Gu Yun toussota. Il se laissa faire, puis retrouva son sérieux.

- C’est toujours non. Tu ne sais pas parler la langue de Dongying.

Cao Niangzi ouvrit la bouche et parla. Chaque personne présente – à l’exception de Gu Yun, qui ne pouvait l’entendre – fut stupéfaite. Il avait prononcé un ensemble complexe de syllabes. Ce dernier contenait quelques mots incompréhensibles de Dongying, et le reste était une version ankylosée de la langue officielle de l’empire du Grand Liang. Ayant voyagé le long de la côte de l’empire du Grand Liang au fil des ans, les habitants de Dongying présents sur le bateau avaient une certaine connaissance du chinois, mais leur accent était étrange, et leur discours parsemé de mots originaires de leur langue native. Cao Niangzi avait produit une parfaite imitation de ce jargon. Cao Niangzi remarqua que tout le monde le dévisageait et perdit immédiatement contenance, baissant la tête pour enfouir son visage dans ses mains.

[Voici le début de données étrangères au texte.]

//! In-memory store implementation for tests and development.

use std::collections::BTreeMap;

use async_trait::async_trait;
use tokio::sync::Mutex;
use windlass_jobs::{
    Instance, InstanceGroup, InventorySource, Project, Task, TaskKind, TaskStatus, WorkflowNode,
};

use super::{SchedulerStore, StoreError};

#[derive(Default)]
struct Inner {
    tasks: BTreeMap<i64, Task>,
    nodes: BTreeMap<i64, WorkflowNode>,
    projects: BTreeMap<i64, Project>,
    inventory_sources: BTreeMap<i64, InventorySource>,
    instances: Vec<Instance>,
    groups: Vec<InstanceGroup>,
    next_id: i64,
}

impl Inner {
    fn allocate_id(&mut self) -> i64 {
        self.next_id += 1;
        self.next_id
    }

    fn note_id(&mut self, id: i64) {
        if id > self.next_id {
            self.next_id = id;
        }
    }
}

/// Mutex-held map store. Every operation is atomic; ordering matches the
/// Postgres implementation (creation time, then id).
#[derive(Default)]
pub struct MemoryStore {
    inner: Mutex<Inner>,
}

impl MemoryStore {
    pub fn new() -> Self {
        Self::default()
    }

    /// Seed a task. A zero id is replaced with a fresh one; a nonzero id is
    /// kept as-is. Returns the stored task.
    pub async fn add_task(&self, mut task: Task) -> Task {
        let mut inner = self.inner.lock().await;
        if task.id == 0 {
            task.id = inner.allocate_id();
        } else {
            inner.note_id(task.id);
        }
        inner.tasks.insert(task.id, task.clone());
        task
    }

    pub async fn add_instance(&self, instance: Instance) {
        self.inner.lock().await.instances.push(instance);
    }

    pub async fn add_group(&self, group: InstanceGroup) {
        self.inner.lock().await.groups.push(group);
    }

    pub async fn add_project(&self, project: Project) {
        self.inner.lock().await.projects.insert(project.id, project);
    }

    pub async fn add_inventory_source(&self, source: InventorySource) {
        self.inner
            .lock()
            .await
            .inventory_sources
            .insert(source.id, source);
    }

    /// Seed a workflow node. A zero id is replaced with a fresh one.
    pub async fn add_node(&self, mut node: WorkflowNode) -> WorkflowNode {
        let mut inner = self.inner.lock().await;
        if node.id == 0 {
            node.id = inner.allocate_id();
        } else {
            inner.note_id(node.id);
        }
        inner.nodes.insert(node.id, node.clone());
        node
    }

    /// Disable an instance in place, as an operator would.
    pub async fn disable_instance(&self, hostname: &str) {
        let mut inner = self.inner.lock().await;
        for instance in &mut inner.instances {
            if instance.hostname == hostname {
                instance.enabled = false;
            }
        }
    }
}

fn is_schedulable(task: &Task) -> bool {
    !matches!(task.kind, TaskKind::WorkflowApproval { .. })
        && task.launch_type != windlass_jobs::LaunchType::Sync
}

fn sorted_by_age(mut tasks: Vec<Task>) -> Vec<Task> {
    tasks.sort_by(|a, b| a.created.cmp(&b.created).then(a.id.cmp(&b.id)));
    tasks
}

#[async_trait]
impl SchedulerStore for MemoryStore {
    async fn active_tasks(&self) -> Result<Vec<Task>, StoreError> {
        let inner = self.inner.lock().await;
        let tasks = inner
            .tasks
            .values()
            .filter(|t| t.status.is_active() && is_schedulable(t))
            .cloned()
            .collect();
        Ok(sorted_by_age(tasks))
    }

    async fn pending_unprocessed_tasks(&self) -> Result<Vec<Task>, StoreError> {
        let inner = self.inner.lock().await;
        let tasks = inner
            .tasks
            .values()
            .filter(|t| {
                t.status == TaskStatus::Pending && !t.dependencies_processed && is_schedulable(t)
            })
            .cloned()
            .collect();
        Ok(sorted_by_age(tasks))
    }

    async fn pending_approvals(&self) -> Result<Vec<Task>, StoreError> {
        let inner = self.inner.lock().await;
        let tasks = inner
            .tasks
            .values()
            .filter(|t| {
                t.status == TaskStatus::Pending
                    && matches!(t.kind, TaskKind::WorkflowApproval { .. })
            })
            .cloned()
            .collect();
        Ok(sorted_by_age(tasks))
    }

    async fn task(&self, id: i64) -> Result<Option<Task>, StoreError> {
        Ok(self.inner.lock().await.tasks.get(&id).cloned())
    }

    async fn tasks(&self, ids: &[i64]) -> Result<Vec<Task>, StoreError> {
        let inner = self.inner.lock().await;
        Ok(ids
            .iter()
            .filter_map(|id| inner.tasks.get(id).cloned())
            .collect())
    }

    async fn insert_task(&self, mut task: Task) -> Result<Task, StoreError> {
        let mut inner = self.inner.lock().await;
        task.id = inner.allocate_id();
        inner.tasks.insert(task.id, task.clone());
        Ok(task)
    }

    async fn update_task(&self, task: &Task) -> Result<(), StoreError> {
        let mut inner = self.inner.lock().await;
        if !inner.tasks.contains_key(&task.id) {
            return Err(StoreError::TaskNotFound(task.id));
        }
        inner.tasks.insert(task.id, task.clone());
        Ok(())
    }

    async fn mark_dependencies_processed(&self, ids: &[i64]) -> Result<(), StoreError> {
        let mut inner = self.inner.lock().await;
        for id in ids {
            if let Some(task) = inner.tasks.get_mut(id) {
                task.dependencies_processed = true;
            }
        }
        Ok(())
    }

    async fn workflow_nodes(&self, workflow_job_id: i64) -> Result<Vec<WorkflowNode>, StoreError> {
        let inner = self.inner.lock().await;
        Ok(inner
            .nodes
            .values()
            .filter(|n| n.workflow_job_id == workflow_job_id)
            .cloned()
            .collect())
    }

    async fn mark_nodes_do_not_run(&self, node_ids: &[i64]) -> Result<(), StoreError> {
        let mut inner = self.inner.lock().await;
        for id in node_ids {
            if let Some(node) = inner.nodes.get_mut(id) {
                node.do_not_run = true;
            }
        }
        Ok(())
    }

    async fn set_node_job(&self, node_id: i64, job_id: i64) -> Result<(), StoreError> {
        let mut inner = self.inner.lock().await;
        let node = inner
            .nodes
            .get_mut(&node_id)
            .ok_or(StoreError::NodeNotFound(node_id))?;
        node.job_id = Some(job_id);
        Ok(())
    }

    async fn project(&self, id: i64) -> Result<Option<Project>, StoreError> {
        Ok(self.inner.lock().await.projects.get(&id).cloned())
    }

    async fn inventory_sources(
        &self,
        inventory_id: i64,
    ) -> Result<Vec<InventorySource>, StoreError> {
        let inner = self.inner.lock().await;
        Ok(inner
            .inventory_sources
            .values()
            .filter(|s| s.inventory_id == inventory_id)
            .cloned()
            .collect())
    }

    async fn latest_project_update(&self, project_id: i64) -> Result<Option<Task>, StoreError> {
        let inner = self.inner.lock().await;
        Ok(inner
            .tasks
            .values()
            .filter(
                |t| matches!(t.kind, TaskKind::ProjectUpdate { project_id: p } if p == project_id),
            )
            .max_by(|a, b| a.created.cmp(&b.created).then(a.id.cmp(&b.id)))
            .cloned())
    }

    async fn latest_inventory_update(
        &self,
        inventory_source_id: i64,
    ) -> Result<Option<Task>, StoreError> {
        let inner = self.inner.lock().await;
        Ok(inner
            .tasks
            .values()
            .filter(|t| {
                matches!(t.kind, TaskKind::InventoryUpdate { inventory_source_id: s, .. }
                    if s == inventory_source_id)
            })
            .max_by(|a, b| a.created.cmp(&b.created).then(a.id.cmp(&b.id)))
            .cloned())
    }

    async fn enabled_instances(&self) -> Result<Vec<Instance>, StoreError> {
        let inner = self.inner.lock().await;
        Ok(inner
            .instances
            .iter()
            .filter(|i| i.enabled)
            .cloned()
            .collect())
    }

    async fn instance_groups(&self) -> Result<Vec<InstanceGroup>, StoreError> {
        Ok(self.inner.lock().await.groups.clone())
    }
}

Cette nuit-là, un svelte jeune homme de Dongying se glissa discrètement sur la petite île. Il y avait plein d’habitants de Dongying, ici, et il faisait sombre, alors personne ne le remarqua. Il frissonna à la vue des rangées infinies de dragons parmi la flotte amarrée en mer. Réprimant son anxiété, il s’enfuit à toutes jambes.

Pendant ce temps-là, un invité surprise apparut à la porte de Gu Yun. Chang Geng entrouvrit la porte et vit Zhai Song qui se tenait derrière avec un sourire.

- Le général a entendu dire que notre navire était honoré par la présence d’un maître des arômes. On m’a ordonné de vous inviter à un banquet.